European stocks slide on Spain bailout fears
European stock markets and the euro slumped on Wednesday as investors increasingly anticipated a full bailout of Spain, and owing to falling confidence in the US Federal Reserve’s latest stimulus plan.
Madrid’s IBEX 35 index tumbled 3.41 per cent to stand at 7,895.5 points in afternoon trading, while in London the FTSE 100 index of top companies shed 1.19 per cent to 5,789.58.
Frankfurt’s DAX 30 lost 1.73 per cent to 7,295.92 points and in Paris the CAC 40 dived 2.29 per cent to 3,433.42. Milan and Lisbon each retreated by about 3.0 per cent in value.
Markets braced for a request by Spain for financial aid, after Spanish Prime Minister Mariano Rajoy told the Wall Street Journal that Spain would seek a full state bailout if its borrowing rates stayed at unsustainable levels.
“It can only be a matter of time before Spain is forced into a bailout request,” said Michael Hewson, senior analyst at CMC Markets trading group.
Spain has cut a deal with the European Union for a rescue loan of up to 100 billion euros (US$125 billion) for banks hobbled by bad loans extended before a 2008 property market crash.
But it has refused to be rushed into seeking a full-blown sovereign bailout until it knows the conditions. To avert such a rescue, Spain’s government was on Thursday set to unveil new cost-cutting measures.
Ahead of the austerity budget announcement, Madrid on Wednesday defended police who beat and fired rubber bullets at protesters angry at its economic management.
The Madrid protests increased the pressure on Rajoy, who is already grappling with a fresh surge in borrowing costs and with pro-independence stirrings in Catalonia, which has called snap elections.
The country’s central bank meanwhile said that Spain’s recession was deepening, with economic output sliding at a “significant pace” in the third quarter of this year.
Against such a bleak outlook, the interest rate on Spanish 10-year sovereign debt rose back above six percent – a level seen as being unsustainably expensive.
“We are seeing risk sentiment corrode across global markets as questions regarding the effectiveness of recent central bank policy action and persistent fears over the situation in the euro zone peripheral together have punched market sentiment back down to the ground,” said Ishaq Siddiqi, market strategist at ETX Capital traders.
A Federal Reserve official’s doubts about the impact of the Federal Reserve’s third quantitative easing (QE3) programme since the financial crisis hit US stock markets on Tuesday and dragged down Asian share prices Wednesday.

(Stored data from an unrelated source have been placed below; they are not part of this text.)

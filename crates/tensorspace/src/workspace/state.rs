//! Internal index state shared by all workspace operations.

use std::collections::HashMap;
use std::sync::Arc;

use crate::filler::FillerSpec;
use crate::graph::GraphEngine;
use crate::tensor::Tensor;

use super::buffers::BufferPool;
use super::resolver::NameResolver;
use super::Workspace;

/// Mutable workspace indexes protected by the single mutex inside
/// [`Workspace`](super::Workspace). Tracks owned tensors, alias mappings,
/// pooled buffer names, registered graphs and fillers, and the composition
/// list of remote workspaces consulted on local misses.
pub(super) struct WorkspaceState<E: GraphEngine> {
    pub(super) tensors: HashMap<String, Arc<Tensor>>,
    pub(super) resolver: NameResolver,
    pub(super) buffers: BufferPool,
    pub(super) graphs: HashMap<String, Arc<E::Graph>>,
    pub(super) fillers: HashMap<String, FillerSpec>,
    /// Composed workspaces in attach order; search order is insertion order.
    pub(super) remotes: Vec<Arc<Workspace<E>>>,
}

impl<E: GraphEngine> WorkspaceState<E> {
    pub(super) fn new() -> Self {
        WorkspaceState {
            tensors: HashMap::new(),
            resolver: NameResolver::default(),
            buffers: BufferPool::default(),
            graphs: HashMap::new(),
            fillers: HashMap::new(),
            remotes: Vec::new(),
        }
    }

    /// Fetch-or-create against the local registry only. Creation never
    /// consults remotes: a local name always shadows remote ownership.
    pub(super) fn create_local(&mut self, resolved: &str) -> Arc<Tensor> {
        self.tensors
            .entry(resolved.to_string())
            .or_insert_with(|| Arc::new(Tensor::new(resolved)))
            .clone()
    }
}
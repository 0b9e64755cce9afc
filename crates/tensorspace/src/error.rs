//! Typed errors for workspace operations, split into fatal and recoverable
//! kinds.
//!
//! Fatal kinds indicate programmer error (a tensor fetched before creation,
//! a pool drained past its seed count); callers are entitled to `expect`
//! them away. Recoverable kinds are expected runtime outcomes the caller
//! decides how to handle, such as running a graph by a name that was never
//! registered.

use thiserror::Error;

/// Classification of an [`Error`] kind.
#[derive(Debug, Clone, Copy, PartialEq, Eq)]
pub enum Severity {
    /// An invariant violation; continuing past it is a bug in the caller.
    Fatal,
    /// An expected miss the caller is meant to handle.
    Recoverable,
}

#[derive(Debug, Error)]
pub enum Error {
    /// The tensor was not found locally nor in any composed workspace.
    #[error("tensor `{name}` does not exist in this workspace or any composed workspace")]
    TensorNotFound { name: String },

    /// A buffer was requested from a category whose stack is empty.
    #[error("buffer pool `{category}` is exhausted; seed more buffers if necessary")]
    PoolExhausted { category: String },

    /// The tensor is not owned by the local workspace, so it cannot be
    /// released (or returned to a pool) here.
    #[error("tensor `{name}` does not belong to this workspace and cannot be released")]
    InvalidOwnership { name: String },

    /// A buffer category with this name has already been created.
    #[error("buffer category `{category}` already exists")]
    DuplicateCategory { category: String },

    /// The buffer category was never created in this workspace.
    #[error("buffer category `{category}` was never created")]
    UnknownCategory { category: String },

    /// A filler spec must name the tensor it initializes.
    #[error("filler spec does not name a tensor")]
    EmptyFillerName,

    /// No graph with this name is registered.
    #[error("graph `{name}` does not exist in this workspace")]
    UnknownGraph { name: String },

    /// The engine rejected the graph definition during compilation.
    #[error("graph `{name}` failed to build: {cause}")]
    GraphBuild { name: String, cause: anyhow::Error },

    /// The engine reported a failure while running the graph.
    #[error("graph `{name}` failed to run: {cause}")]
    GraphRun { name: String, cause: anyhow::Error },
}

impl Error {
    /// Returns the fatal/recoverable classification of this kind.
    pub fn severity(&self) -> Severity {
        match self {
            Error::TensorNotFound { .. }
            | Error::PoolExhausted { .. }
            | Error::InvalidOwnership { .. }
            | Error::DuplicateCategory { .. }
            | Error::UnknownCategory { .. }
            | Error::EmptyFillerName => Severity::Fatal,
            Error::UnknownGraph { .. }
            | Error::GraphBuild { .. }
            | Error::GraphRun { .. } => Severity::Recoverable,
        }
    }

    pub fn is_fatal(&self) -> bool {
        self.severity() == Severity::Fatal
    }
}

pub type Result<T> = std::result::Result<T, Error>;
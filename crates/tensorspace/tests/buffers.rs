use std::sync::Arc;

use anyhow::Result;
use tensorspace::config::COMMON_BUFFERS;
use tensorspace::{Error, Shape, Workspace};
use tensorspace_engine_ref::RefEngine;

fn workspace(name: &str) -> Arc<Workspace<RefEngine>> {
    Workspace::new(name, RefEngine::new())
}

#[test]
fn common_pool_cycles_at_its_seed_capacity() -> Result<()> {
    let ws = workspace("W");
    assert_eq!(ws.pooled_buffers(COMMON_BUFFERS), 2);

    let first = ws.acquire_buffer(COMMON_BUFFERS)?;
    let second = ws.acquire_buffer(COMMON_BUFFERS)?;
    assert_eq!(ws.pooled_buffers(COMMON_BUFFERS), 0);

    let err = ws.acquire_buffer(COMMON_BUFFERS).unwrap_err();
    assert!(matches!(err, Error::PoolExhausted { .. }));
    assert!(err.is_fatal());

    ws.release_buffer(&first, COMMON_BUFFERS, false)?;
    ws.release_buffer(&second, COMMON_BUFFERS, false)?;
    assert_eq!(ws.pooled_buffers(COMMON_BUFFERS), 2);
    Ok(())
}

#[test]
fn release_at_capacity_fully_resets_instead_of_pooling() -> Result<()> {
    let ws = workspace("W");
    let first = ws.acquire_buffer(COMMON_BUFFERS)?;
    let second = ws.acquire_buffer(COMMON_BUFFERS)?;
    ws.release_buffer(&first, COMMON_BUFFERS, false)?;
    ws.release_buffer(&second, COMMON_BUFFERS, false)?;

    // The pool is back at capacity; an extra local tensor returned to it
    // must be reset outright rather than grow the stack.
    let extra = ws.create_tensor("steady_state_extra");
    extra.write_f32(Shape::new([2]), &[1.0, 2.0])?;
    ws.release_buffer(&extra, COMMON_BUFFERS, false)?;

    assert_eq!(extra.reset_count(), 1);
    assert!(!extra.is_allocated());
    assert_eq!(ws.pooled_buffers(COMMON_BUFFERS), 2);
    Ok(())
}

#[test]
fn recycled_buffers_keep_their_payload() -> Result<()> {
    let ws = workspace("W");
    let buffer = ws.acquire_buffer(COMMON_BUFFERS)?;
    buffer.write_f32(Shape::new([2]), &[3.0, 4.0])?;

    ws.release_buffer(&buffer, COMMON_BUFFERS, false)?;
    assert_eq!(buffer.reset_count(), 0);

    let reacquired = ws.acquire_buffer(COMMON_BUFFERS)?;
    assert!(Arc::ptr_eq(&buffer, &reacquired));
    assert_eq!(reacquired.read_f32()?, vec![3.0, 4.0]);
    Ok(())
}

#[test]
fn forced_release_resets_below_capacity() -> Result<()> {
    let ws = workspace("W");
    let buffer = ws.acquire_buffer(COMMON_BUFFERS)?;
    buffer.write_f32(Shape::new([1]), &[9.0])?;

    ws.release_buffer(&buffer, COMMON_BUFFERS, true)?;
    assert_eq!(buffer.reset_count(), 1);
    assert_eq!(ws.pooled_buffers(COMMON_BUFFERS), 1);
    Ok(())
}

#[test]
fn custom_categories_register_their_tensors() -> Result<()> {
    let ws = workspace("W");
    ws.create_buffer_category("Aux", 3)?;
    for index in 1..=3 {
        assert!(ws.exists(&format!("_t_Aux_buffer_{index}"), false));
    }
    assert_eq!(ws.pooled_buffers("Aux"), 3);

    let err = ws.create_buffer_category("Aux", 1).unwrap_err();
    assert!(matches!(err, Error::DuplicateCategory { .. }));
    Ok(())
}

#[test]
fn empty_config_seeds_no_pools() -> Result<()> {
    let ws = Workspace::with_config("bare", RefEngine::new(), tensorspace::WorkspaceConfig::empty())?;
    assert!(matches!(
        ws.acquire_buffer(COMMON_BUFFERS),
        Err(Error::UnknownCategory { .. })
    ));

    ws.create_buffer_category(COMMON_BUFFERS, 1)?;
    let buffer = ws.acquire_buffer(COMMON_BUFFERS)?;
    assert_eq!(buffer.name(), "_t_Common_buffer_1");
    Ok(())
}

#[test]
fn operations_on_unknown_categories_are_fatal() {
    let ws = workspace("W");
    let err = ws.acquire_buffer("Nope").unwrap_err();
    assert!(matches!(err, Error::UnknownCategory { .. }));
    assert!(err.is_fatal());

    let tensor = ws.create_tensor("t");
    let err = ws.release_buffer(&tensor, "Nope", false).unwrap_err();
    assert!(matches!(err, Error::UnknownCategory { .. }));
}

#[test]
fn overflow_release_of_a_foreign_tensor_is_rejected() {
    let parent = workspace("A");
    let child = workspace("B");
    let foreign = child.create_tensor("x");
    parent.attach(Arc::clone(&child));

    // The destructive-release path goes through local ownership checks;
    // a remote-owned tensor cannot be reset from here.
    let err = parent
        .release_buffer(&foreign, COMMON_BUFFERS, true)
        .unwrap_err();
    assert!(matches!(err, Error::InvalidOwnership { .. }));
}
//! Initialization specifications bound to tensor names.
//!
//! A filler describes how an external component should populate a tensor the
//! first time it is needed; the workspace only stores the association. The
//! registry is write-once per tensor name so repeated graph-construction
//! passes cannot clobber an earlier definition.

use serde::{Deserialize, Serialize};

/// Families of tensor initialization.
#[derive(Debug, Clone, PartialEq, Serialize, Deserialize)]
#[serde(tag = "type", rename_all = "snake_case")]
pub enum FillerKind {
    /// A trainable value; left zeroed until an optimizer writes it.
    Variable,
    /// Fed externally at run time; left zeroed.
    Placeholder,
    Constant {
        value: f32,
    },
    Uniform {
        low: f32,
        high: f32,
    },
    Normal {
        mean: f32,
        std: f32,
    },
    TruncatedNormal {
        mean: f32,
        std: f32,
        low: f32,
        high: f32,
    },
}

/// An initialization spec keyed by the tensor it fills.
#[derive(Debug, Clone, PartialEq, Serialize, Deserialize)]
pub struct FillerSpec {
    pub tensor: String,
    pub kind: FillerKind,
}

impl FillerSpec {
    pub fn new(tensor: impl Into<String>, kind: FillerKind) -> Self {
        FillerSpec {
            tensor: tensor.into(),
            kind,
        }
    }

    /// Constant fill, the default for tensors without an explicit spec.
    pub fn constant(tensor: impl Into<String>, value: f32) -> Self {
        FillerSpec::new(tensor, FillerKind::Constant { value })
    }

    pub fn uniform(tensor: impl Into<String>, low: f32, high: f32) -> Self {
        FillerSpec::new(tensor, FillerKind::Uniform { low, high })
    }

    pub fn normal(tensor: impl Into<String>, mean: f32, std: f32) -> Self {
        FillerSpec::new(tensor, FillerKind::Normal { mean, std })
    }

    /// Normal samples clipped to two standard deviations around the mean.
    pub fn truncated_normal(tensor: impl Into<String>, mean: f32, std: f32) -> Self {
        FillerSpec::new(
            tensor,
            FillerKind::TruncatedNormal {
                mean,
                std,
                low: mean - 2.0 * std,
                high: mean + 2.0 * std,
            },
        )
    }
}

Charles Plosser, head of the Fed’s Philadelphia branch, said he was doubtful the QE3 bond-buying programme announced this month would have great impact on charging up the US economy, and warned that the Fed could lose credibility.
“Plosser put the cat among the pigeons,” said IG Index market analyst Chris Beauchamp, adding that “investors don’t like to see the QE rescue plan questioned.”